“The Belt and Road Initiative (BRI) is one of the most important policy initiatives to have emerged in China in the last 20 years, and we want to make certain that it is both effective and sustainable,” said John W. H. Denton, secretary-general of the International Chamber of Commerce (ICC), the world’s largest business organisation, on Wednesday.
Denton spoke at the sidelines of the Annual Meeting of the ICC Banking Commission, held in Beijing from April 8 to 11. He added that the ICC is also engaged in the initiative to ensure that it benefits not only China, but the participating economies as well.
The BRI, first proposed by Chinese President Xi Jinping in 2013, aims to link Asia with Europe and Africa along and beyond the ancient Silk Road routes.
It aims to enhance infrastructure, trade, financial and people-to-people connectivity under the principle of “extensive consultation, joint contribution and shared benefits.”
Denton said the China-proposed initiative should not be seen as a political or foreign policy tool, but rather an economic development tool to support the economic growth of all participating parties.
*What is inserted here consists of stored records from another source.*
//! Line buffer with a fixed capacity and a fixed line width.
//!
//! A [ContentBuffer] is one section of a rendered panel. Lines are split on
//! `\n`, sanitized, truncated and appended until the capacity runs out. Lines
//! past the capacity are dropped and logged, never an error.

use crate::ui::rendering::truncate::{TruncateStyle, sanitize, truncate};

/// Ordered, bounded set of display lines.
#[derive(Debug, Clone)]
pub struct ContentBuffer {
    lines: Vec<String>,
    max_lines: usize,
    max_width: usize,
    truncate_style: TruncateStyle,
    sanitize: bool,
}

impl ContentBuffer {
    pub fn new(max_lines: usize, max_width: usize, truncate_style: TruncateStyle) -> Self {
        Self {
            lines: Vec::with_capacity(max_lines.min(256)),
            max_lines,
            max_width,
            truncate_style,
            sanitize: true,
        }
    }

    /// Turns the control-character scrub on or off. Only safe to disable for
    /// text the caller built itself.
    pub fn with_sanitize(mut self, sanitize: bool) -> Self {
        self.sanitize = sanitize;
        self
    }

    #[inline]
    pub fn lines(&self) -> &[String] {
        &self.lines
    }

    #[inline]
    pub fn len(&self) -> usize {
        self.lines.len()
    }

    #[inline]
    pub fn is_empty(&self) -> bool {
        self.lines.is_empty()
    }

    #[inline]
    pub fn max_lines(&self) -> usize {
        self.max_lines
    }

    #[inline]
    pub fn max_width(&self) -> usize {
        self.max_width
    }

    #[inline]
    pub fn remaining(&self) -> usize {
        self.max_lines.saturating_sub(self.lines.len())
    }

    /// Appends every line of every text, using the buffer's truncate style.
    pub fn add_lines<I, S>(&mut self, texts: I)
    where
        I: IntoIterator<Item = S>,
        S: AsRef<str>,
    {
        let style = self.truncate_style;
        for text in texts {
            self.push_text(text.as_ref(), style);
        }
    }

    /// Appends the lines of `text` with a one-off truncate style.
    pub fn add_line_with_style(&mut self, text: &str, style: TruncateStyle) {
        self.push_text(text, style);
    }

    fn push_text(&mut self, text: &str, style: TruncateStyle) {
        let mut dropped = 0usize;
        for line in text.split('\n') {
            if self.lines.len() >= self.max_lines {
                dropped += 1;
                continue;
            }
            let line = if self.sanitize {
                truncate(&sanitize(line), self.max_width, style)
            } else {
                truncate(line, self.max_width, style)
            };
            self.lines.push(line);
        }
        if dropped > 0 {
            log::error!(
                "content buffer full: dropped {} line(s), capacity {}",
                dropped,
                self.max_lines
            );
        }
    }

    /// Joins the lines with `\n`. Zero capacity or zero width renders as "".
    pub fn render(&self) -> String {
        if self.max_lines == 0 || self.max_width == 0 {
            return String::new();
        }
        self.lines.join("\n")
    }
}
The latest studies by the World Bank and other international institutions suggest that the BRI cooperation will cut the costs of global trade by 1.1% to 2.2% and of trade along the China-Central Asia-West Asia Economic Corridor by 10.2%.
The initiative will also contribute at least 0.1% of global growth in 2019, said Yang Jiechi, a member of the Political Bureau of the Communist Party of China (CPC) Central Committee and director of the Office of the Foreign Affairs Commission of the CPC Central Committee, during a recent interview.
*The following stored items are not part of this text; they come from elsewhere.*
/// Responses sent from the workers back to the main loop.
#[derive(Debug)]
pub enum WorkerResponse {
    DirectoryLoaded {
        panel_id: u64,
        result: Completed<ListingContext, Result<Vec<FileEntry>, String>>,
    },
    PreviewLoaded(Completed<PreviewContext, Arc<Vec<String>>>),
    /// One partial, score-sorted batch of find matches.
    FindBatch(Completed<FindContext, Vec<FindResult>>),
    /// Terminal message of a find: total matches, or the walk error.
    FindFinished(Completed<FindContext, Result<usize, String>>),
    ShellFinished(Completed<ShellContext, CommandOutcome>),
}

/// Channels to the worker threads.
///
/// Each concern (listing, preview, find, shell) has its own queue so a slow
/// find never delays a directory listing.
pub struct Workers {
    io_tx: Sender<WorkerTask>,
    preview_tx: Sender<WorkerTask>,
    find_tx: Sender<WorkerTask>,
    shell_tx: Sender<WorkerTask>,
    response_rx: Receiver<WorkerResponse>,
    preview_cache: Arc<PreviewCache>,
}

impl Workers {
    /// Spawns the worker threads.
    pub fn spawn() -> Self {
        let (io_tx, io_rx) = unbounded::<WorkerTask>();
        let (preview_tx, preview_rx) = unbounded::<WorkerTask>();
        let (find_tx, find_rx) = unbounded::<WorkerTask>();
        let (shell_tx, shell_rx) = unbounded::<WorkerTask>();
        let (res_tx, response_rx) = unbounded::<WorkerResponse>();
        let preview_cache = Arc::new(PreviewCache::new());

        start_io_worker(io_rx, res_tx.clone());
        for _ in 0..PREVIEW_THREADS {
            start_preview_worker(preview_rx.clone(), res_tx.clone(), Arc::clone(&preview_cache));
        }
        start_find_worker(find_rx, res_tx.clone());
        start_shell_worker(shell_rx, res_tx);

        Self {
            io_tx,
            preview_tx,
            find_tx,
            shell_tx,
            response_rx,
            preview_cache,
        }
    }

    #[inline]
    pub fn io_tx(&self) -> &Sender<WorkerTask> {
        &self.io_tx
    }

    #[inline]
    pub fn preview_tx(&self) -> &Sender<WorkerTask> {
        &self.preview_tx
    }

    #[inline]
    pub fn find_tx(&self) -> &Sender<WorkerTask> {
        &self.find_tx
    }

    #[inline]
    pub fn shell_tx(&self) -> &Sender<WorkerTask> {
        &self.shell_tx
    }

    #[inline]
    pub fn response_rx(&self) -> &Receiver<WorkerResponse> {
        &self.response_rx
    }

    /// Cache shared with the preview threads. The UI reads it to skip a
    /// round-trip when a preview is already known.
    #[inline]
    pub fn preview_cache(&self) -> &PreviewCache {
        &self.preview_cache
    }
}

/// Reads, filters and sorts one directory.
pub fn load_listing(ctx: &ListingContext) -> Result<Vec<FileEntry>, String> {
    let mut entries = browse_dir(&ctx.location).map_err(|e| format!("I/O Error: {e}"))?;
    if !ctx.show_hidden {
        entries.retain(|e| !e.is_hidden());
    }
    if !ctx.query.is_empty() {
        let names: Vec<String> = entries.iter().map(|e| e.name_str().into_owned()).collect();
        let mut keep = vec![false; entries.len()];
        for (idx, _) in search(&ctx.query, &names) {
            keep[idx] = true;
        }
        let mut flags = keep.into_iter();
        entries.retain(|_| flags.next().unwrap_or(false));
    }
    ctx.sort.sort(&mut entries);
    Ok(entries)
}

fn start_io_worker(task_rx: Receiver<WorkerTask>, res_tx: Sender<WorkerResponse>) {
    thread::spawn(move || {
        while let Ok(task) = task_rx.recv() {
            let WorkerTask::LoadDirectory { panel_id, ticket } = task else {
                continue;
            };
            let result = load_listing(ticket.context());
            if let Err(e) = &result {
                log::warn!("listing {} failed: {e}", ticket.context().location.display());
            }
            let _ = res_tx.send(WorkerResponse::DirectoryLoaded {
                panel_id,
                result: ticket.complete(result),
            });
        }
    });
}

fn start_preview_worker(
    task_rx: Receiver<WorkerTask>,
    res_tx: Sender<WorkerResponse>,
    cache: Arc<PreviewCache>,
) {
    thread::spawn(move || {
        while let Ok(task) = task_rx.recv() {
            let WorkerTask::LoadPreview {
                mut ticket,
                mut options,
            } = task
            else {
                continue;
            };

            // Coalesce queued previews; only the newest can still be current
            while let Ok(next) = task_rx.try_recv() {
                if let WorkerTask::LoadPreview {
                    ticket: t,
                    options: o,
                } = next
                {
                    ticket = t;
                    options = o;
                }
            }

            let ctx = ticket.context();
            let lines = cache.get_or_render(&ctx.path, ctx.width, ctx.height, &options);
            let _ = res_tx.send(WorkerResponse::PreviewLoaded(ticket.complete(lines)));
        }
    });
}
But Denton warned that the BRI may sometimes be misinterpreted in terms of the nature and effectiveness of the investment.
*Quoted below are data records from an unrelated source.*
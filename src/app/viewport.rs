//! Scrollable list cursor shared by every list-like panel.
//!
//! A [Viewport] only stores `cursor` and `render_index`. The item count and
//! the visible height are passed into each operation, since both change under
//! it (directory reloads, terminal resizes). Every operation first re-clamps
//! the stored state against the current count and height, so the invariant
//!
//! ```text
//! count == 0  =>  cursor == render_index == 0
//! count  > 0  =>  render_index <= cursor <= render_index + height - 1 < ...
//!                 and cursor < count
//! ```
//!
//! holds after every call.

#[derive(Debug, Clone, Copy, Default, PartialEq, Eq)]
pub struct Viewport {
    cursor: usize,
    render_index: usize,
}

impl Viewport {
    pub fn new() -> Self {
        Self::default()
    }

    #[inline]
    pub fn cursor(&self) -> usize {
        self.cursor
    }

    #[inline]
    pub fn render_index(&self) -> usize {
        self.render_index
    }

    /// Range of item indices currently visible.
    pub fn visible_range(&self, count: usize, height: usize) -> std::ops::Range<usize> {
        let end = (self.render_index + height).min(count);
        self.render_index.min(end)..end
    }

    pub fn reset(&mut self) {
        *self = Self::default();
    }

    /// Restores the invariant after the list or the height changed. Moves the
    /// viewport only as far as needed.
    pub fn clamp(&mut self, count: usize, height: usize) {
        if count == 0 {
            self.reset();
            return;
        }
        let height = height.max(1);
        self.cursor = self.cursor.min(count - 1);
        self.render_index = self
            .render_index
            .min(self.cursor)
            .min(Self::tail_index(count, height));
        if self.cursor > self.render_index + height - 1 {
            self.render_index = self.cursor + 1 - height;
        }
    }

    fn tail_index(count: usize, height: usize) -> usize {
        count.saturating_sub(height)
    }

    /// Moves up one item, wrapping to the last one.
    pub fn list_up(&mut self, count: usize, height: usize) {
        self.clamp(count, height);
        if count == 0 {
            return;
        }
        let height = height.max(1);
        if self.cursor == 0 {
            self.cursor = count - 1;
            self.render_index = Self::tail_index(count, height);
            return;
        }
        self.cursor -= 1;
        if self.cursor < self.render_index {
            self.render_index = self.cursor;
        }
    }

    /// Moves down one item, wrapping to the first one.
    pub fn list_down(&mut self, count: usize, height: usize) {
        self.clamp(count, height);
        if count == 0 {
            return;
        }
        let height = height.max(1);
        if self.cursor == count - 1 {
            self.cursor = 0;
            self.render_index = 0;
            return;
        }
        self.cursor += 1;
        if self.cursor > self.render_index + height - 1 {
            self.render_index = self.cursor + 1 - height;
        }
    }

    /// Moves up by `height` items and recenters. Snaps to the first item when
    /// the list fits in one screen.
    pub fn page_up(&mut self, count: usize, height: usize) {
        self.page(count, height, height, false);
    }

    /// Moves down by `height` items and recenters. Snaps to the last item when
    /// the list fits in one screen.
    pub fn page_down(&mut self, count: usize, height: usize) {
        self.page(count, height, height, true);
    }

    /// Paging with a custom scroll unit.
    pub fn page_by(&mut self, count: usize, height: usize, unit: usize, down: bool) {
        self.page(count, height, unit, down);
    }

    fn page(&mut self, count: usize, height: usize, unit: usize, down: bool) {
        self.clamp(count, height);
        if count == 0 {
            return;
        }
        let height = height.max(1);

        self.cursor = if height >= count {
            if down { count - 1 } else { 0 }
        } else if down {
            (self.cursor + unit).min(count - 1)
        } else {
            self.cursor.saturating_sub(unit)
        };

        self.render_index = self
            .cursor
            .saturating_sub(height / 2)
            .min(Self::tail_index(count, height));
    }

    /// Jumps to `target` if it is in range and scrolls just enough to show it.
    pub fn scroll_to(&mut self, target: usize, count: usize, height: usize) {
        self.clamp(count, height);
        if target >= count {
            return;
        }
        let height = height.max(1);
        self.cursor = target;
        if self.cursor < self.render_index {
            self.render_index = self.cursor;
        } else if self.cursor > self.render_index + height - 1 {
            self.render_index = self.cursor + 1 - height;
        }
    }

    /// Moves up by `step` without wrapping.
    pub fn fast_up(&mut self, step: usize, count: usize, height: usize) {
        self.clamp(count, height);
        if count == 0 {
            return;
        }
        let target = self.cursor.saturating_sub(step);
        self.scroll_to(target, count, height);
    }

    /// Moves down by `step` without wrapping.
    pub fn fast_down(&mut self, step: usize, count: usize, height: usize) {
        self.clamp(count, height);
        if count == 0 {
            return;
        }
        let target = (self.cursor + step).min(count - 1);
        self.scroll_to(target, count, height);
    }

    pub fn to_top(&mut self, count: usize, height: usize) {
        self.scroll_to(0, count, height);
    }

    pub fn to_bottom(&mut self, count: usize, height: usize) {
        self.scroll_to(count.saturating_sub(1), count, height);
    }

    #[cfg(test)]
    pub(crate) fn with_state(cursor: usize, render_index: usize) -> Self {
        Self {
            cursor,
            render_index,
        }
    }
}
He suggested that China and other investors should be seen as positive players in the local economy, but as such, they need to “ensure that they are delivering social goodwill, that the investment is sustainable, the access to jobs is available to local workers, the payment are made on time, and that local laws are abided by.”
Last year, the ICC’s International Court of Arbitration announced the establishment of a commission to resolve potential disputes related to the BRI.
The ICC’s engagement with the Belt and Road commission in China will enable the resolution of disputes using a world-class leading resolution procedure.
The ICC’s rule-making, enforcement and government procedures through this court of arbitration will support the BRI and ensure it is effective and sustainable, said Denton.